Collected data entries
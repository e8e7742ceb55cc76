//! Tenant Port Module
//!
//! Every tenant is served on its own TCP port. This module owns the listener sockets and the
//! tenant <-> port bookkeeping.
//!
//! ## Submodules
//! - **`allocator`**: `PortAllocator`, binding tenants to ports and owning the listeners.
//! - **`lockin`**: The JSON file remembering each tenant's last port between runs.

pub mod allocator;
pub mod lockin;

pub use allocator::{PortAllocator, PortError};

use parking_lot::RwLock;
use std::sync::Arc;

/// The allocator as shared between startup, shutdown and the system tenant's endpoints.
pub type SharedPorts = Arc<RwLock<PortAllocator>>;

/// Name of the tenant serving the process-level endpoints.
///
/// Its port comes from configuration and is never written to the lock-in file.
pub const SYSTEM_TENANT: &str = "system";
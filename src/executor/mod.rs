//! Tenant API Executor Module
//!
//! Runs each tenant's key/value API requests one at a time against its storage directory.
//!
//! ## Architecture Overview
//! 1. **Parsing**: The raw JSON envelope is validated and turned into a typed `ApiRequest`.
//!    Malformed envelopes and payloads are rejected here, before anything is queued.
//! 2. **Queueing**: The request is pushed onto its executor's FIFO queue and the caller waits
//!    for that request's outcome.
//! 3. **Execution**: A single worker per executor drains the queue in submission order and
//!    applies each request to the tenant's `KeyValueStore`.
//! 4. **Events**: Every step is broadcast to attached subscribers.
//!
//! ## Submodules
//! - **`types`**: Request, operation and state types.
//! - **`protocol`**: Envelope parsing and HTTP DTOs.
//! - **`error`**: The `ApiError` taxonomy.
//! - **`events`**: Event records and the bounded fan-out to subscribers.
//! - **`executor`**: `ApiExecutor` and its worker loop.
//! - **`registry`**: One executor per storage path for the process lifetime.
//! - **`handlers`**: axum handlers exposing the API over HTTP.

pub mod types;
pub mod protocol;
pub mod error;
pub mod events;
pub mod executor;
pub mod registry;
pub mod handlers;

#[cfg(test)]
mod tests;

= Your instructions =
Transcribe the lines above between the line holding "pub mod lockin;" and the line holding "1. **Parsing**: The", inclusive, exactly as they stand and with nothing added.

= Expected output =
pub mod lockin;

pub use allocator::{PortAllocator, PortError};

use parking_lot::RwLock;
use std::sync::Arc;

/// The allocator as shared between startup, shutdown and the system tenant's endpoints.
pub type SharedPorts = Arc<RwLock<PortAllocator>>;

/// Name of the tenant serving the process-level endpoints.
///
/// Its port comes from configuration and is never written to the lock-in file.
pub const SYSTEM_TENANT: &str = "system";
filename src/executor/mod.rs
//! Tenant API Executor Module
//!
//! Runs each tenant's key/value API requests one at a time against its storage directory.
//!
//! ## Architecture Overview
//! 1. **Parsing**: The raw JSON envelope is validated and turned into a typed `ApiRequest`.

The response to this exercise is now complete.